On an indictment charging murder in the first degree, the defendant was convicted of murder in the second degree and his punishment fixed at 10 years imprisonment in the penitentiary. From the judgment of conviction and the action of the court in overruling the motion for a new trial this appeal is prosecuted.

We see no necessity for detailing the testimony. The evidence is without dispute that appellant killed Rowan Cowan, his daughter’s sweetheart, by shooting him with a rifle. The killing occurred at defendant’s home. The principal witnesses for the State were defendant’s wife and children. Their testimony tended to prove the defendant guilty of murder. Appellant’s testimony and that of his witnesses tended to show that he shot in self defense.
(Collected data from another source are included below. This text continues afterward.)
#[cfg(test)]
mod tests {
    use super::*;
    use crate::options::TlsVersion;
    use crate::types::AlertSeverity;
    use std::time::Duration;
    use wiremock::matchers::{body_json, header, method, path};
    use wiremock::{Mock, MockServer, ResponseTemplate};

    const TEST_CA: &[u8] = include_bytes!("testdata/ca.pem");

    fn client_for(server: &MockServer, extra: Vec<ClientOption>) -> AlertmanagerClient {
        let mut options = vec![
            ClientOption::endpoint(server.uri()),
            ClientOption::timeout(Duration::from_secs(10)),
        ];
        options.extend(extra);
        AlertmanagerClient::new(options).unwrap()
    }

    async fn received_payload(server: &MockServer) -> serde_json::Value {
        let requests = server.received_requests().await.unwrap();
        assert_eq!(requests.len(), 1);
        serde_json::from_slice(&requests[0].body).unwrap()
    }

    #[test]
    fn test_basic_auth_header_encoding() {
        assert_eq!(basic_auth_header("bob", "frogs"), "Basic Ym9iOmZyb2dz");
    }

    #[test]
    fn test_authorization_header_requires_both() {
        let cases = [("bob", "frogs", true), ("bob", "", false), ("", "frogs", false), ("", "", false)];

        for (username, password, expected) in cases {
            let client = AlertmanagerClient::new([
                ClientOption::endpoint("http://example.com"),
                ClientOption::basic_auth(username, password),
            ])
            .unwrap();
            assert_eq!(client.authorization_header().is_some(), expected);
            assert_eq!(client.username(), username);
        }
    }

    #[test]
    fn test_new_without_endpoint_is_allowed() {
        let client = AlertmanagerClient::new(Vec::new()).unwrap();
        assert!(client.endpoint().is_none());
        assert!(client.base_labels().is_empty());
        assert!(client.transport().is_default());
    }

    #[test]
    fn test_construction_stops_at_first_error() {
        let err = AlertmanagerClient::new([
            ClientOption::base_label("a", "b"),
            ClientOption::endpoint("not a url"),
            ClientOption::endpoint("http://example.com"),
        ])
        .unwrap_err();
        assert!(matches!(err, AlertmanagerError::InvalidEndpoint { .. }));
    }

    #[test]
    fn test_transport_options_compose() {
        let client = AlertmanagerClient::new([
            ClientOption::endpoint("https://example.com"),
            ClientOption::custom_ca(TEST_CA),
            ClientOption::proxy_url("http://proxy.example.com:8080"),
            ClientOption::min_tls_version(TlsVersion::Tls12),
        ])
        .unwrap();

        let transport = client.transport();
        let tls = transport.tls().unwrap();
        assert_eq!(tls.trusted_certificates().len(), 1);
        assert_eq!(tls.min_version(), Some(TlsVersion::Tls12));
        assert_eq!(
            transport.proxy().map(Url::as_str),
            Some("http://proxy.example.com:8080/")
        );
    }

    #[test]
    fn test_tls_version_bounds_build_client() {
        for version in [TlsVersion::Tls12, TlsVersion::Tls13] {
            let client = AlertmanagerClient::new([
                ClientOption::endpoint("https://example.com"),
                ClientOption::min_tls_version(version),
            ])
            .unwrap_or_else(|err| panic!("min {version}: {err}"));
            assert_eq!(client.transport().tls().unwrap().min_version(), Some(version));

            let client = AlertmanagerClient::new([
                ClientOption::endpoint("https://example.com"),
                ClientOption::max_tls_version(version),
            ])
            .unwrap_or_else(|err| panic!("max {version}: {err}"));
            assert_eq!(client.transport().tls().unwrap().max_version(), Some(version));
        }
    }

    #[test]
    fn test_apply_after_construction() {
        let mut client = AlertmanagerClient::new([ClientOption::endpoint("http://example.com")]).unwrap();

        client.apply(ClientOption::base_label("env", "prod")).unwrap();
        client.apply(ClientOption::insecure_skip_verify(true)).unwrap();
        client.apply(ClientOption::timeout(Duration::from_secs(1))).unwrap();

        assert_eq!(client.base_labels()["env"], "prod");
        assert!(client.transport().tls().unwrap().insecure_skip_verify());
        assert_eq!(client.transport().timeout(), Some(Duration::from_secs(1)));

        let err = client.apply(ClientOption::endpoint("")).unwrap_err();
        assert!(matches!(err, AlertmanagerError::EndpointRequired));
        assert_eq!(
            client.endpoint().map(Url::as_str),
            Some("http://example.com/api/v2/alerts")
        );
    }

    #[test]
    fn test_custom_client_rejects_transport_options() {
        let custom = ClientBuilder::new(reqwest::Client::new()).build();
        let client = AlertmanagerClient::with_client(
            custom.clone(),
            [
                ClientOption::endpoint("http://example.com"),
                ClientOption::base_label("service", "custom"),
                ClientOption::proxy_url(""),
            ],
        );
        let mut client = client.unwrap();

        let err = client.apply(ClientOption::timeout(Duration::from_secs(1))).unwrap_err();
        assert!(matches!(err, AlertmanagerError::CustomClientTransport));
        assert!(client.transport().is_default());

        let err = AlertmanagerClient::with_client(custom, [ClientOption::insecure_skip_verify(true)])
            .unwrap_err();
        assert!(matches!(err, AlertmanagerError::CustomClientTransport));
    }

    #[tokio::test]
    async fn test_emit_without_endpoint_makes_no_request() {
        let mock_server = MockServer::start().await;

        Mock::given(method("POST"))
            .respond_with(ResponseTemplate::new(200))
            .expect(0)
            .mount(&mock_server)
            .await;

        let client = AlertmanagerClient::new([ClientOption::base_label("service", "test")]).unwrap();
        let alert = Alert::named("TestAlert");

        let err = client.emit([&alert]).await.unwrap_err();
        assert!(matches!(err, AlertmanagerError::EndpointRequired));

        let err = client.push_alerts(vec![]).await.unwrap_err();
        assert!(matches!(err, AlertmanagerError::EndpointRequired));
    }

    #[tokio::test]
    async fn test_emit_returns_response() {
        let mock_server = MockServer::start().await;

        Mock::given(method("POST"))
            .and(path("/api/v2/alerts"))
            .and(header("Content-Type", "application/json"))
            .respond_with(ResponseTemplate::new(200))
            .expect(1)
            .mount(&mock_server)
            .await;

        let client = client_for(&mock_server, vec![]);
        let alert = Alert::named("TestAlert").with_severity(AlertSeverity::Info);

        let response = client.emit([&alert]).await.unwrap();
        assert_eq!(response.status(), StatusCode::OK);

        let payload = received_payload(&mock_server).await;
        assert!(payload.is_array());
        assert_eq!(payload[0]["labels"]["alertname"], "TestAlert");
    }

    #[tokio::test]
    async fn test_emit_surfaces_error_status() {
        let mock_server = MockServer::start().await;

        Mock::given(method("POST"))
            .and(path("/api/v2/alerts"))
            .respond_with(ResponseTemplate::new(500).set_body_string("boom"))
            .mount(&mock_server)
            .await;

        let client = client_for(&mock_server, vec![]);
        let alert = Alert::named("TestAlert");

        let response = client.emit([&alert]).await.unwrap();
        assert_eq!(response.status(), StatusCode::INTERNAL_SERVER_ERROR);
        assert_eq!(response.text().await.unwrap(), "boom");
    }

    #[tokio::test]
    async fn test_emit_merges_base_fields() {
        let mock_server = MockServer::start().await;

        Mock::given(method("POST"))
            .and(path("/api/v2/alerts"))
            .respond_with(ResponseTemplate::new(200))
            .mount(&mock_server)
            .await;

        let client = client_for(
            &mock_server,
            vec![
                ClientOption::base_label("service", "base"),
                ClientOption::base_label("env", "prod"),
                ClientOption::base_annotation("team", "platform"),
            ],
        );

        let starts = "2024-05-01T12:00:00Z".parse().unwrap();
        let alert = Alert::named("Merge")
            .with_label("service", "override")
            .with_annotation("summary", "merged")
            .with_starts_at(starts);

        client.emit([&alert]).await.unwrap();

        let payload = received_payload(&mock_server).await;
        assert_eq!(
            payload,
            serde_json::json!([{
                "labels": { "alertname": "Merge", "service": "override", "env": "prod" },
                "annotations": { "team": "platform", "summary": "merged" },
                "startsAt": "2024-05-01T12:00:00Z"
            }])
        );
    }

    #[tokio::test]
    async fn test_emit_skips_missing_alerts() {
        let mock_server = MockServer::start().await;

        Mock::given(method("POST"))
            .and(path("/api/v2/alerts"))
            .and(body_json(serde_json::json!([
                { "labels": { "alertname": "One" }, "annotations": {} },
                { "labels": { "alertname": "Two" }, "annotations": {} }
            ])))
            .respond_with(ResponseTemplate::new(200))
            .expect(1)
            .mount(&mock_server)
            .await;

        let client = client_for(&mock_server, vec![]);
        let one = Alert::named("One");
        let two = Alert::named("Two");

        let response = client.emit([None, Some(&one), None, Some(&two)]).await.unwrap();
        assert_eq!(response.status(), StatusCode::OK);
    }

    #[tokio::test]
    async fn test_emit_sends_basic_auth() {
        let mock_server = MockServer::start().await;

        Mock::given(method("POST"))
            .and(path("/api/v2/alerts"))
            .and(header("Authorization", "Basic Ym9iOmZyb2dz"))
            .respond_with(ResponseTemplate::new(200))
            .expect(1)
            .mount(&mock_server)
            .await;

        let client = client_for(&mock_server, vec![ClientOption::basic_auth("bob", "frogs")]);

        client.push_alert(Alert::named("Auth")).await.unwrap();
    }

    #[tokio::test]
    async fn test_emit_without_auth_sends_no_header() {
        let mock_server = MockServer::start().await;

        Mock::given(method("POST"))
            .and(path("/api/v2/alerts"))
            .respond_with(ResponseTemplate::new(200))
            .mount(&mock_server)
            .await;

        let client = client_for(&mock_server, vec![ClientOption::basic_auth("bob", "")]);
        client.push_alert(Alert::named("NoAuth")).await.unwrap();

        let requests = mock_server.received_requests().await.unwrap();
        assert!(!requests[0].headers.contains_key("authorization"));
    }

    #[tokio::test]
    async fn test_emit_endpoint_path_stripped() {
        let mock_server = MockServer::start().await;

        Mock::given(method("POST"))
            .and(path("/api/v2/alerts"))
            .respond_with(ResponseTemplate::new(200))
            .expect(1)
            .mount(&mock_server)
            .await;

        let client = AlertmanagerClient::new([ClientOption::endpoint(format!(
            "{}/some/path",
            mock_server.uri()
        ))])
        .unwrap();

        client.push_alert(Alert::named("Path")).await.unwrap();
    }

    #[tokio::test]
    async fn test_push_alert_success() {
        let mock_server = MockServer::start().await;

        Mock::given(method("POST"))
            .and(path("/api/v2/alerts"))
            .respond_with(ResponseTemplate::new(200))
            .mount(&mock_server)
            .await;

        let client = client_for(&mock_server, vec![]);

        let alert = Alert::named("TestAlert")
            .with_severity(AlertSeverity::Info)
            .with_label("service", "test");

        let result = client.push_alert(alert).await;
        assert!(result.is_ok());
    }

    #[tokio::test]
    async fn test_push_alert_api_error() {
        let mock_server = MockServer::start().await;

        Mock::given(method("POST"))
            .and(path("/api/v2/alerts"))
            .respond_with(ResponseTemplate::new(401).set_body_string("Unauthorized"))
            .mount(&mock_server)
            .await;

        let client = client_for(&mock_server, vec![]);

        let result = client.push_alert(Alert::named("TestAlert")).await;

        if let Err(AlertmanagerError::Api { status, message }) = result {
            assert_eq!(status, 401);
            assert_eq!(message, "Unauthorized");
        } else {
            panic!("Expected Api error");
        }
    }

    #[tokio::test]
    async fn test_push_alert_non_200_success_status_is_error() {
        let mock_server = MockServer::start().await;

        Mock::given(method("POST"))
            .and(path("/api/v2/alerts"))
            .respond_with(ResponseTemplate::new(202))
            .mount(&mock_server)
            .await;

        let client = client_for(&mock_server, vec![]);

        let err = client.push_alert(Alert::named("TestAlert")).await.unwrap_err();
        assert!(matches!(err, AlertmanagerError::Api { status: 202, .. }));
    }

    #[tokio::test]
    async fn test_push_alert_server_error_is_retryable() {
        let mock_server = MockServer::start().await;

        Mock::given(method("POST"))
            .and(path("/api/v2/alerts"))
            .respond_with(ResponseTemplate::new(503).set_body_string("Service unavailable"))
            .mount(&mock_server)
            .await;

        let client = client_for(&mock_server, vec![]);

        let err = client.push_alert(Alert::named("TestAlert")).await.unwrap_err();
        assert!(err.is_retryable());
    }

    #[tokio::test]
    async fn test_push_empty_alerts() {
        let mock_server = MockServer::start().await;

        Mock::given(method("POST"))
            .respond_with(ResponseTemplate::new(200))
            .expect(0)
            .mount(&mock_server)
            .await;

        let client = client_for(&mock_server, vec![]);

        let result = client.push_alerts(vec![]).await;
        assert!(result.is_ok());
    }

    #[tokio::test]
    async fn test_push_multiple_alerts_single_request() {
        let mock_server = MockServer::start().await;

        Mock::given(method("POST"))
            .and(path("/api/v2/alerts"))
            .respond_with(ResponseTemplate::new(200))
            .expect(1)
            .mount(&mock_server)
            .await;

        let client = client_for(&mock_server, vec![]);

        let alerts = vec![
            Alert::named("Alert1").with_severity(AlertSeverity::Info),
            Alert::named("Alert2").with_severity(AlertSeverity::Warning),
        ];

        client.push_alerts(alerts).await.unwrap();

        let payload = received_payload(&mock_server).await;
        assert_eq!(payload.as_array().map(Vec::len), Some(2));
    }

    #[tokio::test]
    async fn test_connection_refused_is_request_error() {
        let client = AlertmanagerClient::new([
            ClientOption::endpoint("http://127.0.0.1:1"),
            ClientOption::timeout(Duration::from_secs(2)),
        ])
        .unwrap();

        let err = client.emit([&Alert::named("Down")]).await.unwrap_err();
        match err {
            AlertmanagerError::Request { endpoint, .. } => {
                assert!(endpoint.ends_with("/api/v2/alerts"));
            }
            other => panic!("Expected Request error, got {other:?}"),
        }
    }
}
The killing being admitted, the question of whether the defendant was justified in so doing was, under the conflicting testimony, for the determination of the jury.
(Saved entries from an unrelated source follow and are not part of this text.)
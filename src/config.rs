use serde::Deserialize;
use std::collections::HashMap;
use std::fmt::{Debug, Formatter};
use std::path::PathBuf;
use std::time::Duration;

use crate::client::AlertmanagerClient;
use crate::errors::{AlertmanagerError, Result};
use crate::options::{ClientOption, TlsVersion};

/// Timeout used by [`AlertmanagerArgs`] when none is configured
pub const DEFAULT_TIMEOUT: Duration = Duration::from_secs(2);

/// Flat client configuration, e.g. a section of a config file
///
/// Optional string fields treat an empty value the same as an absent one.
///
/// ```toml
/// enabled = true
/// alertmanager_url = "https://alertmanager.example.com:9093"
/// username = "bob"
/// password = "frogs"
/// tls_min_version = "TLS12"
/// timeout_ms = 5000
/// ```
#[derive(Clone, Default, Deserialize)]
#[serde(default)]
pub struct AlertmanagerArgs {
    /// When false no client is created
    pub enabled: bool,

    /// Base URL of the Alertmanager instance
    pub alertmanager_url: String,

    pub username: Option<String>,
    pub password: Option<String>,

    /// PEM file trusted in addition to the platform roots
    pub tls_ca_cert_path: Option<PathBuf>,

    pub tls_insecure_skip_verify: bool,

    /// `TLS12` or `TLS13`
    pub tls_min_version: Option<String>,

    /// `TLS12` or `TLS13`
    pub tls_max_version: Option<String>,

    pub proxy_url: Option<String>,

    /// Request timeout in milliseconds; unset or zero means [`DEFAULT_TIMEOUT`]
    pub timeout_ms: Option<u64>,
}

impl AlertmanagerArgs {
    pub fn timeout(&self) -> Duration {
        match self.timeout_ms {
            Some(ms) if ms > 0 => Duration::from_millis(ms),
            _ => DEFAULT_TIMEOUT,
        }
    }

    /// Translate the flat record into the option list used by
    /// [`AlertmanagerClient::new`]
    ///
    /// The `enabled` flag is not consulted here.
    ///
    /// # Errors
    ///
    /// Returns an error if the URL is empty, only one of username and
    /// password is set, the CA file cannot be read, or a TLS version is not
    /// `TLS12`/`TLS13`.
    pub fn to_options(&self) -> Result<Vec<ClientOption>> {
        if self.alertmanager_url.is_empty() {
            return Err(AlertmanagerError::EndpointRequired);
        }

        let mut options = vec![
            ClientOption::endpoint(self.alertmanager_url.as_str()),
            ClientOption::timeout(self.timeout()),
        ];

        match (non_empty(&self.username), non_empty(&self.password)) {
            (Some(username), Some(password)) => {
                options.push(ClientOption::basic_auth(username, password));
            }
            (None, None) => {}
            _ => return Err(AlertmanagerError::PartialBasicAuth),
        }

        if let Some(path) = self.tls_ca_cert_path.as_ref().filter(|p| !p.as_os_str().is_empty()) {
            let pem = std::fs::read(path).map_err(|source| AlertmanagerError::ReadCaCert {
                path: path.clone(),
                source,
            })?;
            options.push(ClientOption::custom_ca(pem));
        }

        if self.tls_insecure_skip_verify {
            options.push(ClientOption::insecure_skip_verify(true));
        }

        if let Some(proxy) = non_empty(&self.proxy_url) {
            options.push(ClientOption::proxy_url(proxy));
        }

        if let Some(version) = non_empty(&self.tls_min_version) {
            options.push(ClientOption::min_tls_version(version.parse()?));
        }

        if let Some(version) = non_empty(&self.tls_max_version) {
            options.push(ClientOption::max_tls_version(TlsVersion::parse_secure(version)?));
        }

        Ok(options)
    }
}

impl Debug for AlertmanagerArgs {
    fn fmt(&self, f: &mut Formatter<'_>) -> std::fmt::Result {
        f.debug_struct("AlertmanagerArgs")
            .field("enabled", &self.enabled)
            .field("alertmanager_url", &self.alertmanager_url)
            .field("username", &self.username)
            .field("password", &self.password.as_ref().map(|_| "<redacted>"))
            .field("tls_ca_cert_path", &self.tls_ca_cert_path)
            .field("tls_insecure_skip_verify", &self.tls_insecure_skip_verify)
            .field("tls_min_version", &self.tls_min_version)
            .field("tls_max_version", &self.tls_max_version)
            .field("proxy_url", &self.proxy_url)
            .field("timeout_ms", &self.timeout_ms)
            .finish()
    }
}

fn non_empty(value: &Option<String>) -> Option<&str> {
    value.as_deref().filter(|v| !v.is_empty())
}

/// Translate a byte-valued secret into client options
///
/// Recognized keys: `endpoint` (required), `username`, `password`, `caCert`
/// (inline PEM) and `insecureSkipVerify`. TLS is always configured with a
/// TLS 1.2 floor.
pub fn secret_options(secret: &HashMap<String, Vec<u8>>) -> Result<Vec<ClientOption>> {
    let endpoint = secret
        .get("endpoint")
        .ok_or(AlertmanagerError::EndpointRequired)?;
    let endpoint = std::str::from_utf8(endpoint).map_err(|err| AlertmanagerError::InvalidSecretValue {
        key: "endpoint".to_string(),
        reason: err.to_string(),
    })?;

    let text = |key: &str| {
        secret
            .get(key)
            .map(|value| String::from_utf8_lossy(value).into_owned())
            .unwrap_or_default()
    };

    let insecure = match secret.get("insecureSkipVerify") {
        Some(raw) => parse_bool(raw).ok_or_else(|| AlertmanagerError::InvalidSecretValue {
            key: "insecureSkipVerify".to_string(),
            reason: format!("{:?} is not a boolean", String::from_utf8_lossy(raw)),
        })?,
        None => false,
    };

    let mut options = vec![
        ClientOption::endpoint(endpoint),
        ClientOption::basic_auth(text("username"), text("password")),
        ClientOption::insecure_skip_verify(insecure),
    ];
    if let Some(ca) = secret.get("caCert") {
        options.push(ClientOption::custom_ca(ca.clone()));
    }

    Ok(options)
}

fn parse_bool(raw: &[u8]) -> Option<bool> {
    match raw {
        b"1" | b"t" | b"T" | b"true" | b"TRUE" | b"True" => Some(true),
        b"0" | b"f" | b"F" | b"false" | b"FALSE" | b"False" => Some(false),
        _ => None,
    }
}

impl AlertmanagerClient {
    /// Build a client from a flat [`AlertmanagerArgs`] record
    ///
    /// Returns `Ok(None)` when `args.enabled` is false.
    ///
    /// # Example
    ///
    /// ```rust
    /// use alertmanager_emitter::{AlertmanagerArgs, AlertmanagerClient};
    ///
    /// let args = AlertmanagerArgs {
    ///     enabled: true,
    ///     alertmanager_url: "http://localhost:9093".to_string(),
    ///     ..Default::default()
    /// };
    ///
    /// let client = AlertmanagerClient::from_args(&args).unwrap().expect("enabled");
    /// assert_eq!(client.transport().timeout(), Some(std::time::Duration::from_secs(2)));
    /// ```
    pub fn from_args(args: &AlertmanagerArgs) -> Result<Option<Self>> {
        if !args.enabled {
            return Ok(None);
        }

        Self::new(args.to_options()?).map(Some)
    }

    /// Build a client from a byte-valued secret; see [`secret_options`]
    pub fn from_secret(secret: &HashMap<String, Vec<u8>>) -> Result<Self> {
        Self::new(secret_options(secret)?)
    }
}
State’s witness, Sue Chastain, in response to a question by defendant’s counsel, stated she was the owner of the premises occupied by defendant as his home. Later, as a witness in his own behalf, defendant testified, both on direct and cross examination, that he held the title to the property. Whereupon, the State, over defendant’s objection, introduced evidence by defendant’s wife showing title in Sue Chastain. The defendant, having first brought out the testimony 'complained of, cannot predicate error upon the ruling of the court in admitting immaterial evidence in rebuttal of immaterial evidence introduced by him. Morgan v. State, 88 Ala. 223, 6 So. 761; Winslow v. State, 92 Ala. 78, 9 So. 728; Royal Insurance Company v. Robertson, 242 Ala. 460. 6 So.2d 880; Bradford v. Birmingham Electric Company, 227 Ala. *190285, 149 So. 729; Windham v. Hydrick, 197 Ala. 125, 72 So. 403.

Defendant’s witness, Frank Led-better, having testified that he knew defendant’s reputation for peace and quietude and that it was good, the court properly allowed the State to ask witness on cross examination, this question: “(Q) Did you hear that in 1948 his wife took out a warrant for him, for assault and battery?” The witness answered “.No.”

The question was competent for the purpose of testing the value and weight of the evidence of the witness. The law is well settled that a character witness may be asked on cross examination if he had heard of specific acts of misconduct on the part of defendant, but may not be questioned as to the fact of such particular acts. Bowen v. State, 217 Ala. 574, 117 So. 204; Thompson v. State, 100 Ala. 70, 14 So. 878; Jones v. State, 31 Ala.App. 504, 19 So.2d 81; Mullins v. State, 31 Ala.App. 571, 19 So.2d 845; Vinson v. State, 32 Ala.App. 74, 22 So.2d 341, certiorari denied 247 Ala. 22, 22 So.2d 344; Williams v. State, 144 Ala. 14, 40 So. 405.

The same question was propounded, without objection or exception, to other of defendant’s character witnesses, and the answer of each was in the negative.

Notwithstanding no error was committed in this respect and the answers to the questions were not harmful to defendant, at the close of the examination of the character witnesses, on motion of the defendant to exclude this testimony the court instructed the jury as follows :

“I’m going to sustain the motion, gentlemen, and, gentlemen of the jury, you won’t consider any reference to any warrant against this defendant for an assault and battery. Just forget that those questions were asked, gentlemen; just erase all of that matter from your minds entirely.”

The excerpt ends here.